Requirement =
For the data below, tally how many lines contain "impl" and answer only with that tally.

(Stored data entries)
■ ■ ■ ■ ■

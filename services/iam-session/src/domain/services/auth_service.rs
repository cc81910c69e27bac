//! 认证服务
//!
//! 登录状态机（凭证 -> 锁定 -> 2FA -> 发令牌）、注册、
//! 密码重置与 2FA 开关。

use std::sync::Arc;

use emporia_auth_core::TokenCodec;
use emporia_common::{AccountId, Clock};
use emporia_errors::{AppError, AppResult};
use tracing::{error, info, warn};

use crate::application::dto::{AuthResponse, LoginRequest, RegisterRequest, UserResponse};
use crate::domain::account::Account;
use crate::domain::repositories::AccountRepository;
use crate::domain::services::captcha::CaptchaVerifier;
use crate::domain::services::email_notifier::EmailNotifier;
use crate::domain::services::password_service::PasswordService;
use crate::domain::services::refresh_token_ledger::RefreshTokenLedger;
use crate::domain::services::totp_service::TotpService;
use crate::domain::value_objects::Email;

/// 登录结果
///
/// 密码通过但账户开了 2FA 且未携带验证码时，登录尚未完成，
/// 这不是失败，所以不走错误通道。
#[derive(Debug)]
pub enum LoginOutcome {
    Authenticated(AuthResponse),
    TwoFactorRequired,
}

/// 认证服务
pub struct AuthService {
    accounts: Arc<dyn AccountRepository>,
    ledger: Arc<RefreshTokenLedger>,
    codec: Arc<TokenCodec>,
    totp: Arc<TotpService>,
    captcha: Arc<dyn CaptchaVerifier>,
    notifier: Arc<dyn EmailNotifier>,
    clock: Arc<dyn Clock>,
    max_failed_attempts: i32,
}

impl AuthService {
    #[allow(clippy::too_many_arguments)]
    pub fn new(
        accounts: Arc<dyn AccountRepository>,
        ledger: Arc<RefreshTokenLedger>,
        codec: Arc<TokenCodec>,
        totp: Arc<TotpService>,
        captcha: Arc<dyn CaptchaVerifier>,
        notifier: Arc<dyn EmailNotifier>,
        clock: Arc<dyn Clock>,
        max_failed_attempts: i32,
    ) -> Self {
        Self {
            accounts,
            ledger,
            codec,
            totp,
            captcha,
            notifier,
            clock,
            max_failed_attempts,
        }
    }

    // ========================================================
    // 注册
    // ========================================================

    pub async fn register(&self, request: RegisterRequest) -> AppResult<UserResponse> {
        if !self.captcha.verify(&request.recaptcha_token).await? {
            return Err(AppError::validation("reCAPTCHA verification failed"));
        }

        if request.password != request.confirm_password {
            return Err(AppError::validation("Passwords do not match"));
        }

        let email = Email::new(&request.email)?;
        if self.accounts.exists_by_email(&email).await? {
            return Err(AppError::conflict("Email is already registered"));
        }

        let password_hash = PasswordService::hash(&request.password)?;
        let account = Account::new(
            email,
            password_hash,
            request.first_name,
            request.last_name,
            request.phone,
        );
        self.accounts.save(&account).await?;

        // 验证邮件失败不阻塞注册
        if let Err(e) = self
            .notifier
            .send_verification_email(&account.id, account.email.as_str())
            .await
        {
            error!(account_id = %account.id, error = %e, "Failed to send verification email");
        }

        info!(account_id = %account.id, "Account registered");
        Ok(UserResponse::from_account(&account))
    }

    // ========================================================
    // 登录
    // ========================================================

    /// 登录状态机
    ///
    /// 检查顺序固定：存在性 -> 锁定 -> 启用 -> 密码 -> 2FA。
    /// 不存在的邮箱和错误的密码返回同一个错误。
    pub async fn login(
        &self,
        request: LoginRequest,
        client_ip: Option<&str>,
    ) -> AppResult<LoginOutcome> {
        let email = Email::new(request.email.as_str())
            .map_err(|_| AppError::InvalidCredentials)?;

        let account = self
            .accounts
            .find_by_email(&email)
            .await?
            .ok_or(AppError::InvalidCredentials)?;

        if account.is_locked() {
            warn!(account_id = %account.id, "Login attempt on locked account");
            return Err(AppError::AccountLocked);
        }

        if !account.enabled {
            // 停用账户与坏密码不可区分
            return Err(AppError::InvalidCredentials);
        }

        if !account.verify_password(&request.password) {
            return Err(self.record_failed_attempt(&account).await?);
        }

        if account.failed_login_attempts > 0 {
            self.accounts.reset_failed_attempts(&account.id).await?;
        }

        if account.two_factor_enabled {
            let code = match request.two_factor_code.as_deref() {
                None | Some("") => {
                    return Ok(LoginOutcome::TwoFactorRequired);
                }
                Some(code) => code,
            };

            let secret = account
                .two_factor_secret
                .as_deref()
                .ok_or_else(|| AppError::internal("2FA enabled without a secret"))?;

            if !self.totp.is_valid(secret, code, self.clock.now())? {
                metrics::counter!("iam_session_two_factor_failures_total").increment(1);
                return Err(AppError::InvalidTwoFactorCode);
            }
        }

        let response = self.issue_session(&account, client_ip).await?;
        info!(account_id = %account.id, "Login succeeded");
        Ok(LoginOutcome::Authenticated(response))
    }

    /// 为已通过认证的账户发放会话（本地登录与联合登录共用）
    pub async fn issue_session(
        &self,
        account: &Account,
        client_ip: Option<&str>,
    ) -> AppResult<AuthResponse> {
        let access_token = self.codec.issue_access(&account.id, account.email.as_str())?;
        let refresh_token = self.ledger.issue(&account.id, client_ip).await?;

        Ok(AuthResponse::bearer(
            access_token,
            refresh_token,
            self.codec.access_ttl_ms(),
            account,
        ))
    }

    /// 失败计数走存储层原子自增；达到阈值时锁定。
    /// 触发锁定的这一次仍然报 InvalidCredentials，下一次才是 AccountLocked。
    async fn record_failed_attempt(&self, account: &Account) -> AppResult<AppError> {
        let attempts = self.accounts.increment_failed_attempts(&account.id).await?;

        if attempts >= self.max_failed_attempts {
            self.accounts.lock(&account.id).await?;
            warn!(
                account_id = %account.id,
                attempts,
                "Account locked after repeated login failures"
            );
            metrics::counter!("iam_session_lockouts_total").increment(1);
        }

        Ok(AppError::InvalidCredentials)
    }

    // ========================================================
    // 令牌生命周期
    // ========================================================

    /// 刷新会话（轮换刷新令牌）
    pub async fn refresh(
        &self,
        refresh_token: &str,
        client_ip: Option<&str>,
    ) -> AppResult<AuthResponse> {
        let rotated = self.ledger.rotate(refresh_token, client_ip).await?;

        Ok(AuthResponse::bearer(
            rotated.access_token,
            rotated.refresh_token,
            self.codec.access_ttl_ms(),
            &rotated.account,
        ))
    }

    /// 登出当前会话。对未知令牌也返回成功。
    pub async fn logout(&self, refresh_token: &str) -> AppResult<()> {
        self.ledger.revoke(refresh_token).await
    }

    /// 全端登出
    pub async fn logout_all(&self, account_id: &AccountId) -> AppResult<u64> {
        self.ledger.revoke_all(account_id).await
    }

    // ========================================================
    // 密码重置
    // ========================================================

    /// 发起密码重置。邮箱不存在时静默成功，避免账户枚举。
    pub async fn request_password_reset(&self, email: &str) -> AppResult<()> {
        let email = match Email::new(email) {
            Ok(email) => email,
            Err(_) => return Ok(()),
        };

        match self.accounts.find_by_email(&email).await? {
            Some(account) => {
                self.notifier
                    .send_password_reset_email(&account.id, account.email.as_str())
                    .await
            }
            None => {
                info!("Password reset requested for unknown email");
                Ok(())
            }
        }
    }

    /// 用重置令牌设置新密码；成功后解锁账户并吊销全部会话
    pub async fn reset_password(
        &self,
        token: &str,
        new_password: &str,
        confirm_password: &str,
    ) -> AppResult<()> {
        if new_password != confirm_password {
            return Err(AppError::validation("Passwords do not match"));
        }

        let account_id = self.notifier.verify_password_reset_token(token).await?;
        let mut account = self
            .accounts
            .find_by_id(&account_id)
            .await?
            .ok_or_else(|| AppError::not_found("Account not found"))?;

        account.set_password(PasswordService::hash(new_password)?);
        account.unlock();
        self.accounts.update(&account).await?;

        self.ledger.revoke_all(&account.id).await?;
        info!(account_id = %account.id, "Password reset completed");
        Ok(())
    }

    // ========================================================
    // 两步验证
    // ========================================================

    /// 开始 2FA 绑定：生成 secret 暂存，待首码确认后才生效。
    /// 返回 (secret, otpauth URI)。
    pub async fn begin_two_factor_setup(
        &self,
        account_id: &AccountId,
    ) -> AppResult<(String, String)> {
        let mut account = self.find_account(account_id).await?;

        let secret = self.totp.generate_secret()?;
        let uri = self.totp.provisioning_uri(account.email.as_str(), &secret);

        account.stage_two_factor_secret(secret.clone());
        self.accounts.update(&account).await?;

        Ok((secret, uri))
    }

    /// 确认首码，正式启用 2FA
    pub async fn confirm_two_factor(&self, account_id: &AccountId, code: &str) -> AppResult<()> {
        let mut account = self.find_account(account_id).await?;

        let secret = account
            .two_factor_secret
            .as_deref()
            .ok_or_else(|| AppError::validation("Two-factor setup has not been started"))?;

        if !self.totp.is_valid(secret, code, self.clock.now())? {
            return Err(AppError::InvalidTwoFactorCode);
        }

        account.enable_two_factor();
        self.accounts.update(&account).await?;

        info!(account_id = %account.id, "Two-factor authentication enabled");
        Ok(())
    }

    /// 关闭 2FA，需要一个当前有效的验证码
    pub async fn disable_two_factor(&self, account_id: &AccountId, code: &str) -> AppResult<()> {
        let mut account = self.find_account(account_id).await?;

        if !account.two_factor_enabled {
            return Err(AppError::validation("Two-factor authentication is not enabled"));
        }

        let secret = account
            .two_factor_secret
            .as_deref()
            .ok_or_else(|| AppError::internal("2FA enabled without a secret"))?;

        if !self.totp.is_valid(secret, code, self.clock.now())? {
            return Err(AppError::InvalidTwoFactorCode);
        }

        account.disable_two_factor();
        self.accounts.update(&account).await?;

        info!(account_id = %account.id, "Two-factor authentication disabled");
        Ok(())
    }

    async fn find_account(&self, account_id: &AccountId) -> AppResult<Account> {
        self.accounts
            .find_by_id(account_id)
            .await?
            .ok_or_else(|| AppError::not_found("Account not found"))
    }
}
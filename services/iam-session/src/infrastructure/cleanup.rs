//! Periodic Token Sweep Task
//!
//! Deletes revoked and expired refresh token records on a fixed interval.

use std::sync::Arc;
use std::time::Duration;
use tokio::time::interval;
use tokio_util::sync::CancellationToken;
use tracing::{error, info};

use emporia_common::Clock;
use emporia_errors::AppResult;

use crate::domain::services::refresh_token_ledger::RefreshTokenLedger;

pub struct TokenSweepTask {
    ledger: Arc<RefreshTokenLedger>,
    clock: Arc<dyn Clock>,
    interval: Duration,
}

impl TokenSweepTask {
    pub fn new(ledger: Arc<RefreshTokenLedger>, clock: Arc<dyn Clock>, interval: Duration) -> Self {
        Self {
            ledger,
            clock,
            interval,
        }
    }

    pub fn start(self: Arc<Self>, shutdown: CancellationToken) -> tokio::task::JoinHandle<()> {
        tokio::spawn(async move {
            info!("Token sweep task started");
            let mut ticker = interval(self.interval);
            // the first tick fires immediately, which doubles as a startup sweep

            loop {
                tokio::select! {
                    _ = ticker.tick() => {
                        if let Err(e) = self.run_sweep().await {
                            error!(error = %e, "Failed to run token sweep");
                        }
                    }
                    _ = shutdown.cancelled() => {
                        info!("Token sweep task received shutdown signal");
                        break;
                    }
                }
            }
            info!("Token sweep task stopped");
        })
    }

    async fn run_sweep(&self) -> AppResult<()> {
        let deleted = self.ledger.sweep(self.clock.now()).await?;
        if deleted > 0 {
            info!(deleted, "Swept dead refresh tokens");
        }
        Ok(())
    }
}
//! 账户实体

use chrono::{DateTime, Utc};
use emporia_common::{AccountId, AuditInfo};
use emporia_domain_core::{AggregateRoot, Entity};
use serde::{Deserialize, Serialize};

use crate::domain::value_objects::{Email, HashedPassword};

/// 认证提供方
#[derive(Debug, Clone, Copy, PartialEq, Eq, Serialize, Deserialize)]
pub enum AuthProvider {
    Local,
    Google,
    Facebook,
}

impl AuthProvider {
    /// 从提供方名称解析（小写）
    pub fn from_name(name: &str) -> Option<Self> {
        match name.to_lowercase().as_str() {
            "local" => Some(Self::Local),
            "google" => Some(Self::Google),
            "facebook" => Some(Self::Facebook),
            _ => None,
        }
    }

    pub fn as_str(&self) -> &'static str {
        match self {
            Self::Local => "local",
            Self::Google => "google",
            Self::Facebook => "facebook",
        }
    }
}

impl Default for AuthProvider {
    fn default() -> Self {
        Self::Local
    }
}

impl std::fmt::Display for AuthProvider {
    fn fmt(&self, f: &mut std::fmt::Formatter<'_>) -> std::fmt::Result {
        write!(f, "{}", self.as_str())
    }
}

/// 账户实体
#[derive(Debug, Clone, Serialize, Deserialize)]
pub struct Account {
    pub id: AccountId,
    pub email: Email,
    /// 联合身份账户没有本地密码
    pub password_hash: Option<HashedPassword>,
    pub first_name: String,
    pub last_name: String,
    pub phone: Option<String>,
    pub avatar_url: Option<String>,
    pub email_verified: bool,
    pub enabled: bool,
    // 账户锁定相关
    pub locked: bool,
    pub failed_login_attempts: i32,
    pub lock_time: Option<DateTime<Utc>>,
    // 两步验证
    pub two_factor_enabled: bool,
    pub two_factor_secret: Option<String>,
    pub provider: AuthProvider,
    pub provider_id: Option<String>,
    pub role: String,
    pub audit_info: AuditInfo,
}

impl Account {
    /// 本地注册账户
    pub fn new(
        email: Email,
        password_hash: HashedPassword,
        first_name: String,
        last_name: String,
        phone: Option<String>,
    ) -> Self {
        Self {
            id: AccountId::new(),
            email,
            password_hash: Some(password_hash),
            first_name,
            last_name,
            phone,
            avatar_url: None,
            email_verified: false,
            enabled: true,
            locked: false,
            failed_login_attempts: 0,
            lock_time: None,
            two_factor_enabled: false,
            two_factor_secret: None,
            provider: AuthProvider::Local,
            provider_id: None,
            role: "user".to_string(),
            audit_info: AuditInfo::default(),
        }
    }

    /// 联合身份账户（提供方已验证邮箱，无本地密码）
    pub fn federated(
        email: Email,
        first_name: String,
        last_name: String,
        avatar_url: Option<String>,
        provider: AuthProvider,
        provider_id: String,
    ) -> Self {
        Self {
            id: AccountId::new(),
            email,
            password_hash: None,
            first_name,
            last_name,
            phone: None,
            avatar_url,
            email_verified: true,
            enabled: true,
            locked: false,
            failed_login_attempts: 0,
            lock_time: None,
            two_factor_enabled: false,
            two_factor_secret: None,
            provider,
            provider_id: Some(provider_id),
            role: "user".to_string(),
            audit_info: AuditInfo::default(),
        }
    }

    pub fn full_name(&self) -> String {
        format!("{} {}", self.first_name, self.last_name)
    }

    /// 校验明文密码；无本地密码的账户永远不匹配
    pub fn verify_password(&self, plain: &str) -> bool {
        match &self.password_hash {
            Some(hash) => hash.verify(plain).unwrap_or(false),
            None => false,
        }
    }

    pub fn set_password(&mut self, password_hash: HashedPassword) {
        self.password_hash = Some(password_hash);
        self.touch();
    }

    // ========================================================
    // 账户锁定相关方法
    // ========================================================

    /// 记录登录失败，达到阈值时锁定。返回本次是否触发锁定。
    pub fn record_login_failure(&mut self, max_attempts: i32) -> bool {
        self.failed_login_attempts += 1;
        self.touch();

        if self.failed_login_attempts >= max_attempts && !self.locked {
            self.lock();
            return true;
        }
        false
    }

    /// 锁定账户
    pub fn lock(&mut self) {
        self.locked = true;
        self.lock_time = Some(Utc::now());
        self.touch();

        tracing::warn!(account_id = %self.id, "Account locked");
    }

    /// 解锁账户并清空失败计数
    pub fn unlock(&mut self) {
        self.locked = false;
        self.lock_time = None;
        self.failed_login_attempts = 0;
        self.touch();

        tracing::info!(account_id = %self.id, "Account unlocked");
    }

    /// 清除登录失败记录（登录成功后）
    pub fn clear_login_failures(&mut self) {
        self.failed_login_attempts = 0;
        self.touch();
    }

    pub fn is_locked(&self) -> bool {
        self.locked
    }

    // ========================================================
    // 两步验证相关方法
    // ========================================================

    /// 暂存 2FA secret（待首码确认）
    pub fn stage_two_factor_secret(&mut self, secret: String) {
        self.two_factor_secret = Some(secret);
        self.touch();
    }

    /// 确认并启用 2FA
    pub fn enable_two_factor(&mut self) {
        self.two_factor_enabled = true;
        self.touch();
    }

    /// 关闭 2FA 并丢弃 secret
    pub fn disable_two_factor(&mut self) {
        self.two_factor_enabled = false;
        self.two_factor_secret = None;
        self.touch();
    }

    pub fn mark_email_verified(&mut self) {
        self.email_verified = true;
        self.touch();
    }
}

impl Entity for Account {
    type Id = AccountId;

    fn id(&self) -> &Self::Id {
        &self.id
    }
}

impl AggregateRoot for Account {
    fn audit_info(&self) -> &AuditInfo {
        &self.audit_info
    }

    fn audit_info_mut(&mut self) -> &mut AuditInfo {
        &mut self.audit_info
    }
}

// ============================================================
// 单元测试
// ============================================================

■ ■ ■ ■ ■

Task solution =
8